Great work!
Many have been calling it practice changing and have suggested Dexa should be used in all patients admitted and in need of oxygen or mechanical ventilation.
I am way less comfortable with the interpretation.
Short summary:
Dexa vs. usual care = 3% absolute risk reduction /14% relative risk reduction.
Subgroup analysis by respiratory support showing effect modification.
Those on oxygen and those on a vent had benefit (aHR 0.80 and 0.65).
The conclusion suggests anyone on oxygen or on a ventilator would benefit and should be treated w/ Dexa
Although the study is balanced across treatments it is not balanced across subgroups.
If yes, can this be the real factor leading to differences in benefit by treatment?
Is there a rationale for this?
I would say yes twice for all of those questions
So, interpretation 1: The effect of dexa could likely be dependent on time (better late) rather than ventilatory support.
The more severe group is 10y younger (69 vs. 59) and has lower prevalence of heart (16% vs. 34%) and lung disease (11% vs. 34%).
This means the more severe group is less frail.

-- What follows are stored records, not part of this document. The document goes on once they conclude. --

#[cfg(test)]
mod tests {
    use super::*;
    use crate::ids::EidWidth;
    use pretty_assertions::assert_eq;

    fn frame(ref_id: u32, type_code: u8, body: &[u8]) -> Vec<u8> {
        let mut out = ByteSink::new();
        out.write_u24_be(ref_id);
        out.write_u32(0);
        out.write_u8(type_code);
        out.write_u8(1);
        out.write_u8(body.len() as u8);
        out.write_u8(0);
        out.write_bytes(body);
        out.into_inner()
    }

    #[test]
    fn unknown_type_is_opaque_with_exact_size() {
        let bytes = frame(0x400001, 0x3E, &[1, 2, 3, 4, 5]);
        let mut reg = IdRegistry::new(EidWidth::W32);
        let form = ChangeForm::read(&mut ByteCursor::new(&bytes), &mut reg).unwrap();
        assert_eq!(form.form_type(), None);
        assert_eq!(form.byte_size(), bytes.len());

        let body = form.decode_body(&mut reg);
        assert!(body.is_opaque());
        assert_eq!(body.byte_size(), 5);
    }

    #[test]
    fn compressed_body_round_trips_through_set_body() {
        let mut reg = IdRegistry::new(EidWidth::W32);
        let raw = hex::decode("0100000040000a").unwrap();
        let compressed = deflate_zlib(&raw).unwrap();

        let mut out = ByteSink::new();
        out.write_u24_be(0x400002);
        out.write_u32(ChangeFlags::LIST_CONTENT.bits());
        out.write_u8(ChangeFormType::Flst as u8);
        out.write_u8(3);
        out.write_u8(compressed.len() as u8);
        out.write_u8(raw.len() as u8);
        out.write_bytes(&compressed);
        let bytes = out.into_inner();

        let mut form = ChangeForm::read(&mut ByteCursor::new(&bytes), &mut reg).unwrap();
        assert!(form.is_compressed());
        let mut body = form.decode_body(&mut reg);
        match &mut body {
            ChangeFormData::FormList(list) => {
                let forms = list.forms.as_mut().unwrap();
                assert_eq!(forms.len(), 1);
                forms.push(reg.intern_ref_id(0x400003));
            }
            other => panic!("expected a form list, got {:?}", other),
        }
        form.set_body(&body).unwrap();
        assert!(form.is_compressed());
        assert_eq!(form.decode_body(&mut reg), body);
    }

    #[test]
    fn corrupt_entry_is_contained() {
        let good1 = frame(0x400001, 0, &[0xAA; 4]);
        let mut bad = frame(0x400002, 0, &[0xBB; 4]);
        bad[9] = 0xF0; // length overruns everything
        let good2 = frame(0x400003, 0, &[0xCC; 6]);
        let region = [good1.clone(), bad.clone(), good2.clone()].concat();

        let mut reg = IdRegistry::new(EidWidth::W32);
        let mut diags = Diagnostics::new();
        let mut c = ByteCursor::with_base(&region, 100);
        let store = ChangeFormStore::read(&mut c, 3, &mut reg, &mut diags);

        assert!(c.is_empty());
        assert!(!store.is_truncated());
        assert_eq!(store.len(), 3);
        assert_eq!(store.forms().count(), 2);
        let span = store.corrupt_spans().next().unwrap();
        assert_eq!(span.offset, 100 + good1.len());
        assert_eq!(span.bytes, bad);
        assert!(store.get(reg.intern_ref_id(0x400003)).is_some());
        assert_eq!(diags.len(), 1);

        let mut out = ByteSink::new();
        store.write(&mut out).unwrap();
        assert_eq!(out.as_slice(), &region[..]);
        assert_eq!(store.byte_size(), region.len());
    }

    #[test]
    fn corrupt_entry_without_resync_truncates() {
        let good = frame(0x400001, 0, &[0xAA; 4]);
        let mut bad = frame(0x400002, 0, &[0xBB; 4]);
        bad[9] = 0xF0;
        let region = [good, bad].concat();

        let mut reg = IdRegistry::new(EidWidth::W32);
        let mut diags = Diagnostics::new();
        // five declared entries, only two present
        let store = ChangeFormStore::read(&mut ByteCursor::new(&region), 5, &mut reg, &mut diags);
        assert!(store.is_truncated());
        assert_eq!(store.len(), 2);
    }

    #[test]
    fn type_names() {
        assert_eq!(ChangeFormType::Npc.to_string(), "NPC_");
        assert_eq!(ChangeFormType::Flst as u8, 43);
        assert_eq!(ChangeFormType::Lvsp as u8, 46);
        assert_eq!(ChangeFormType::from_repr(0), Some(ChangeFormType::Refr));
    }
}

Can this be the effect modifier?
A. more frail, older individuals are less likely to develop immune over response, thus less likely to benefit from immunomodulation.
B. Those individuals also more likely to develop secondary infections, critical care neuropathy, etc.
I´ll end with a question based on the study and my comments. Who do you think is probably the key factor to decide when to use Dexa based on RECOVERY?